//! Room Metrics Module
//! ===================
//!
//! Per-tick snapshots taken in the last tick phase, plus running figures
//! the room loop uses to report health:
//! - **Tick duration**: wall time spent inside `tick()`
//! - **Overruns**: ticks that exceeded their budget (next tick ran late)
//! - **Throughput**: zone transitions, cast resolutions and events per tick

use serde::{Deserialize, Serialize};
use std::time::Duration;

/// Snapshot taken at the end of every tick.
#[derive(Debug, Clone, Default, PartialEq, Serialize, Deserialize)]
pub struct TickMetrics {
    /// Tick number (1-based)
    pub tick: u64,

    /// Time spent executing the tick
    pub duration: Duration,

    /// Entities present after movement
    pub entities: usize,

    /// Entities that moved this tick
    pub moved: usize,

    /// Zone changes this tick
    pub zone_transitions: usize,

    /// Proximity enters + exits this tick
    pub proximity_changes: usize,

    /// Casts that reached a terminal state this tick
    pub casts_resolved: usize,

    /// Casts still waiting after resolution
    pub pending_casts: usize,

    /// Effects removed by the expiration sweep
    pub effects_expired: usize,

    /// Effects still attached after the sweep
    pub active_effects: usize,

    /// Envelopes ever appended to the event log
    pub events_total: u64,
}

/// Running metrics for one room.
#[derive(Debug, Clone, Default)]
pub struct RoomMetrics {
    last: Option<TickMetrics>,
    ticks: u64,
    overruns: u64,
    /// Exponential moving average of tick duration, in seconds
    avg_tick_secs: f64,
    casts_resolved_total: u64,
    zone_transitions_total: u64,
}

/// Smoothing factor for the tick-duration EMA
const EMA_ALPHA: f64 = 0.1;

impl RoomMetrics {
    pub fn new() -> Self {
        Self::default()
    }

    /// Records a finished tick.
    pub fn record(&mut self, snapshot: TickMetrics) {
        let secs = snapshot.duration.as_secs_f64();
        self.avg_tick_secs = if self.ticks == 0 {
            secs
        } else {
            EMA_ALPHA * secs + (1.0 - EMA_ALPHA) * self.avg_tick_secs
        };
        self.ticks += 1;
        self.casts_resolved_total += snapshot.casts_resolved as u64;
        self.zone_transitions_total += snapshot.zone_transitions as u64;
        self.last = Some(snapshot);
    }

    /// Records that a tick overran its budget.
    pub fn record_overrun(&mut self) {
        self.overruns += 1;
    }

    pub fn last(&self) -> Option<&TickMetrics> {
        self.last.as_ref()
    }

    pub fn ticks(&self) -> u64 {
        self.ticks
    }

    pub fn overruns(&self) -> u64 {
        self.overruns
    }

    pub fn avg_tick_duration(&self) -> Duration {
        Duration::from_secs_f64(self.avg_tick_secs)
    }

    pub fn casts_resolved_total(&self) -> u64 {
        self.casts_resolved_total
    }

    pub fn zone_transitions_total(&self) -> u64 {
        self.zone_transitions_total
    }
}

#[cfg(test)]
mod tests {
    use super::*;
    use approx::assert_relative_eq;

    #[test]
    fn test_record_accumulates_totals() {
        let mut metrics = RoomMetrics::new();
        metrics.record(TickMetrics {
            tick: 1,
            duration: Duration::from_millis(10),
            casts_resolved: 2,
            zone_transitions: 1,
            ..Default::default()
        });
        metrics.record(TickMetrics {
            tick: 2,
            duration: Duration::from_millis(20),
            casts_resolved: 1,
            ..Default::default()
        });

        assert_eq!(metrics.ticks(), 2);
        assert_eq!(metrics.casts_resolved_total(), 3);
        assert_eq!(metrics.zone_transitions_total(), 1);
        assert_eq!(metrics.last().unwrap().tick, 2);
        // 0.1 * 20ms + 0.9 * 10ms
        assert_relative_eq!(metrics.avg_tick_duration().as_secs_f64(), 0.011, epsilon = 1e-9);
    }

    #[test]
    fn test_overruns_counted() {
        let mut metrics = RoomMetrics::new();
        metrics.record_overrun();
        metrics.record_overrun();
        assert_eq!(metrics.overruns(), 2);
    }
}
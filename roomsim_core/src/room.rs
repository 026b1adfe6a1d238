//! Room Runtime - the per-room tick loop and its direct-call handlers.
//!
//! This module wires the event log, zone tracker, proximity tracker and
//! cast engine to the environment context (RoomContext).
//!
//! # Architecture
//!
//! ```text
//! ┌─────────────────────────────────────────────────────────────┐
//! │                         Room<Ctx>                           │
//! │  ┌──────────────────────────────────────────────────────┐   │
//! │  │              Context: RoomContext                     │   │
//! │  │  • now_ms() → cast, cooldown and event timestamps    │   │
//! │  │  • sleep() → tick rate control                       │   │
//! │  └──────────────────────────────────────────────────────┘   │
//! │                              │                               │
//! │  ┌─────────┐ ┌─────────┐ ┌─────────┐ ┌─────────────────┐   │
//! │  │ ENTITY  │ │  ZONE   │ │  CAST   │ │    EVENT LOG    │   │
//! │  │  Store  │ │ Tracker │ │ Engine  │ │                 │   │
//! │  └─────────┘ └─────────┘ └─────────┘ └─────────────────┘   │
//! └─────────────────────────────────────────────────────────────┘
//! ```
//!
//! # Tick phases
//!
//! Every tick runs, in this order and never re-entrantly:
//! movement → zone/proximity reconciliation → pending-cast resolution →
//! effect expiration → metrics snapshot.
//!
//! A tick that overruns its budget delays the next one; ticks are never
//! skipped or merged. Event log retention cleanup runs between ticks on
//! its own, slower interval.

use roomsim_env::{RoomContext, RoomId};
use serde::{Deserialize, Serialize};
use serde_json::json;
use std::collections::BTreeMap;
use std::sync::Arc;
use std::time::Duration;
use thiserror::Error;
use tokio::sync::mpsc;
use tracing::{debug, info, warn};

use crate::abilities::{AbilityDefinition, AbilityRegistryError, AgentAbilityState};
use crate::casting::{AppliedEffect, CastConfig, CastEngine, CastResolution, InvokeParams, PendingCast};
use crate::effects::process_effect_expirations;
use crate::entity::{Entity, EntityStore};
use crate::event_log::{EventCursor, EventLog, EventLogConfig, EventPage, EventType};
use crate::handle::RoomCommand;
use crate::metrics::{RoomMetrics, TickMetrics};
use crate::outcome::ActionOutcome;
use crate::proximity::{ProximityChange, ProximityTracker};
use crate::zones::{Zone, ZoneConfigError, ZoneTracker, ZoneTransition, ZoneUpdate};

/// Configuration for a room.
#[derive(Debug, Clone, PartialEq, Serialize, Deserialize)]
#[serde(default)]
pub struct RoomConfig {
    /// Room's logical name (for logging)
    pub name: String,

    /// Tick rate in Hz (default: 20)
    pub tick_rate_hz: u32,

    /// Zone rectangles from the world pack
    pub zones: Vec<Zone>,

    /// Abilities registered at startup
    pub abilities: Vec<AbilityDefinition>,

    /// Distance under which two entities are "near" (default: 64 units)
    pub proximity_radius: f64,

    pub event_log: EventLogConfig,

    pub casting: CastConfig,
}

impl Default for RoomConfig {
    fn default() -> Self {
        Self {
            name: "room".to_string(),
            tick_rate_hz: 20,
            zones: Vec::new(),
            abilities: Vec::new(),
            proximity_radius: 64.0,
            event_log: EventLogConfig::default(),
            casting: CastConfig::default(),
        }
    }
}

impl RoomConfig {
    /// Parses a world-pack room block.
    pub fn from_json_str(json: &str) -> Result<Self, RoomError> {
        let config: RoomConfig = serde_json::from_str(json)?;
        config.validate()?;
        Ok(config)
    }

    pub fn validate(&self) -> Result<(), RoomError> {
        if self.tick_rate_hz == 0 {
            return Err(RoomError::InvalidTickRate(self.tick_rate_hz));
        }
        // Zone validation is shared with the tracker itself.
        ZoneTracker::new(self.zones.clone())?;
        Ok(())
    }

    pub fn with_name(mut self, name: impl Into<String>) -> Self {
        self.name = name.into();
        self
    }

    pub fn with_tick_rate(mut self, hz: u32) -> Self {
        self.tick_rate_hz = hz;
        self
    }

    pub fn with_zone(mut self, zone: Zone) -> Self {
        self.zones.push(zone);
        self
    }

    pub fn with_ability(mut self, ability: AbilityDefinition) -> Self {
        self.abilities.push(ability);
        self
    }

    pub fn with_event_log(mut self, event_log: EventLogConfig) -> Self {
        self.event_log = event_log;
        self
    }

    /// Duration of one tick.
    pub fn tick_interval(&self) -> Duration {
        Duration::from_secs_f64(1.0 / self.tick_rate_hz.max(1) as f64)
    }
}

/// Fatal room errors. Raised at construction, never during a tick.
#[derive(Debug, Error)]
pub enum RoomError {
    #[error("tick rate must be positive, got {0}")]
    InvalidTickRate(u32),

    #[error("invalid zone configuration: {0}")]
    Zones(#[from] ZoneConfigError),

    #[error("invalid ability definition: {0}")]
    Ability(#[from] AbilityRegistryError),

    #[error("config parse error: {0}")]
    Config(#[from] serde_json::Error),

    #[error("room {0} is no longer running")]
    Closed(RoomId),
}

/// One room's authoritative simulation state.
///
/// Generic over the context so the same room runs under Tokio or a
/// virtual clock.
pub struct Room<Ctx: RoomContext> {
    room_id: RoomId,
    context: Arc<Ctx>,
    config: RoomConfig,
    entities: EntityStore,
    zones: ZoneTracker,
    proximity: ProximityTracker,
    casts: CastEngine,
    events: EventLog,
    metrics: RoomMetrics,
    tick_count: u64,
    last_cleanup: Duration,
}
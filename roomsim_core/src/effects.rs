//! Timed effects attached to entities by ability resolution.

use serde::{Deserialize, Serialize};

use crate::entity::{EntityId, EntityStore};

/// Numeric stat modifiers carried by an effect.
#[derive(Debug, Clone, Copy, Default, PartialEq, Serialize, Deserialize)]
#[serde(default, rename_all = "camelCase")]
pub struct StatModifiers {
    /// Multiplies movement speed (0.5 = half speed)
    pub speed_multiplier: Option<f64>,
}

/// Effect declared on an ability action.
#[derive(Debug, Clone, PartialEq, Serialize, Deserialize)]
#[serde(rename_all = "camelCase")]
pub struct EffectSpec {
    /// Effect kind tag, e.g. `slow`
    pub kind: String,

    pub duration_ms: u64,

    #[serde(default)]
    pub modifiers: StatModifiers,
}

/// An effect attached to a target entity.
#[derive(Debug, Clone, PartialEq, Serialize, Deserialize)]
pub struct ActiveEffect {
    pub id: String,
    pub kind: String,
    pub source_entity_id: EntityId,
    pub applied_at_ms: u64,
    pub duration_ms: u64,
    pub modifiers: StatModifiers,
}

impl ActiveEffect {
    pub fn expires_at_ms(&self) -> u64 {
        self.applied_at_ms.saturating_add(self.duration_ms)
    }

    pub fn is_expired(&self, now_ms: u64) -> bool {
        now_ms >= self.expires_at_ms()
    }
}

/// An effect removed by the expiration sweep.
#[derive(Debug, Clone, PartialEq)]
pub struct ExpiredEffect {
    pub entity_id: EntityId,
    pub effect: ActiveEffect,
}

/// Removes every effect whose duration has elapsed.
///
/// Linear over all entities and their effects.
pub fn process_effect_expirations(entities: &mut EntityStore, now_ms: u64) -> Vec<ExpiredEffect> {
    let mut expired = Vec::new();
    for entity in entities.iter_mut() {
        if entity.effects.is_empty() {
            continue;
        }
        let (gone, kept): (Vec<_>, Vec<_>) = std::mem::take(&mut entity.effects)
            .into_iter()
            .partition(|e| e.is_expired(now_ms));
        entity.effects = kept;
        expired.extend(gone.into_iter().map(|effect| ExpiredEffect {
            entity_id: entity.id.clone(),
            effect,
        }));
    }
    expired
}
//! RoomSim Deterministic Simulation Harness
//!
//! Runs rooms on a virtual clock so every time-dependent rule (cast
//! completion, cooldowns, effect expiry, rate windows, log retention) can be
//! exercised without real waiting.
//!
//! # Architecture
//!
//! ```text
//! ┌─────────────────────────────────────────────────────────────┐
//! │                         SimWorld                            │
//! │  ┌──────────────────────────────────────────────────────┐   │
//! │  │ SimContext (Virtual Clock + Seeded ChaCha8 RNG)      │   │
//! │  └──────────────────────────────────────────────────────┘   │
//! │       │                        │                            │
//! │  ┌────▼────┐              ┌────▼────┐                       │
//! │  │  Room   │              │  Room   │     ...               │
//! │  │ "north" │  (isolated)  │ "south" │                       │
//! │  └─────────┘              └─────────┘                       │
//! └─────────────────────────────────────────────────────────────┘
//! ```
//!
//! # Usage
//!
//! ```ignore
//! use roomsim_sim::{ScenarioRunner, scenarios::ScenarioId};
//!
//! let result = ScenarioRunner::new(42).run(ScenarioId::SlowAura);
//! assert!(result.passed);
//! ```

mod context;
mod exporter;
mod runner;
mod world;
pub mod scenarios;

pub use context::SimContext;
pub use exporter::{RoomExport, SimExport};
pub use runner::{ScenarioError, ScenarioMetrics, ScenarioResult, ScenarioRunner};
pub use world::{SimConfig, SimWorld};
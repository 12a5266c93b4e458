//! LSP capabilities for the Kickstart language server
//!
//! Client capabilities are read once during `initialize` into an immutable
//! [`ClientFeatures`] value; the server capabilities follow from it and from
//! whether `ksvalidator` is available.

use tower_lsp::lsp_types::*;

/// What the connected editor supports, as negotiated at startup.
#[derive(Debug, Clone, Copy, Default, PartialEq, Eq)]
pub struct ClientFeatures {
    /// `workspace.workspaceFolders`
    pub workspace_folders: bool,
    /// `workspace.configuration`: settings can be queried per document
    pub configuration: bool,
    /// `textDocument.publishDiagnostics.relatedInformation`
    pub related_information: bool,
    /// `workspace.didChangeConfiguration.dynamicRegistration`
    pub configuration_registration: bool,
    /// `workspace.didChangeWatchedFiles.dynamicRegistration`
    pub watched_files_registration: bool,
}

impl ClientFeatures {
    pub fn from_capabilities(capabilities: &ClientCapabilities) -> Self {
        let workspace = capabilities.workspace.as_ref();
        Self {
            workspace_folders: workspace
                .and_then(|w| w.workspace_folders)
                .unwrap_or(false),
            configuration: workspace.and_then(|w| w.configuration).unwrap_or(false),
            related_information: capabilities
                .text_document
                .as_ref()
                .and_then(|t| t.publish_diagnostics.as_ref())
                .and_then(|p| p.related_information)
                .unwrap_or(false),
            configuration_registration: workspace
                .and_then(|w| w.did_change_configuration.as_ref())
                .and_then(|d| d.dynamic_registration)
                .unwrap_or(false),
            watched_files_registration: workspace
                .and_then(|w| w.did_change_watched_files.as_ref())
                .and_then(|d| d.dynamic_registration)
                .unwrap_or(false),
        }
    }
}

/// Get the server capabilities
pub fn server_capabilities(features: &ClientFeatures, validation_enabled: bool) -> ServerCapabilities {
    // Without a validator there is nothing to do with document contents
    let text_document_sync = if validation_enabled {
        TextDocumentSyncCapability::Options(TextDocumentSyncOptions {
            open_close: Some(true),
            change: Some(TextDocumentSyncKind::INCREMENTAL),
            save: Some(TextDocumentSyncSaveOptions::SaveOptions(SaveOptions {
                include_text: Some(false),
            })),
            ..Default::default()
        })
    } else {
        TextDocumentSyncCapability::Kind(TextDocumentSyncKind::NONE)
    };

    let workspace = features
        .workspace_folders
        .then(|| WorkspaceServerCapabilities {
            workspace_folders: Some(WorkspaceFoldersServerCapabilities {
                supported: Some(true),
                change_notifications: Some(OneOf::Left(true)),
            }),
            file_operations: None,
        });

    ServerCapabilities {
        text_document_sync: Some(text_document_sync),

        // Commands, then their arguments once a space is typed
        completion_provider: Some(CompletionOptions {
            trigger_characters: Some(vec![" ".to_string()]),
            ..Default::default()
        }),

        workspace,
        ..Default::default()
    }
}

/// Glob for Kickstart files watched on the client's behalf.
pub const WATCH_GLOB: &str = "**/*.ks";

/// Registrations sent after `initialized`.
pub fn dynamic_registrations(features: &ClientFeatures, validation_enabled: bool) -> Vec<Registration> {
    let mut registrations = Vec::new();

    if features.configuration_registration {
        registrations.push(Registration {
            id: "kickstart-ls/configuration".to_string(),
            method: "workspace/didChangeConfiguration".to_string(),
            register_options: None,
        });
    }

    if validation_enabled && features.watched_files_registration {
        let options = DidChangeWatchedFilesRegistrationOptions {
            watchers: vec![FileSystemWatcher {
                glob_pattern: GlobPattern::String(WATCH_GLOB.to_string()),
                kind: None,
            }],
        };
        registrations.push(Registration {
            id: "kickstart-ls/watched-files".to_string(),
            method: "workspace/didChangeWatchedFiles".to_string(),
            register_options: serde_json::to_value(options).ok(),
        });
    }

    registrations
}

**********

Search the entries for the word "after". Copy each line where it appears.

    /// Entities present after movement
    /// Casts still waiting after resolution
    /// Effects still attached after the sweep
/// Registrations sent after `initialized`.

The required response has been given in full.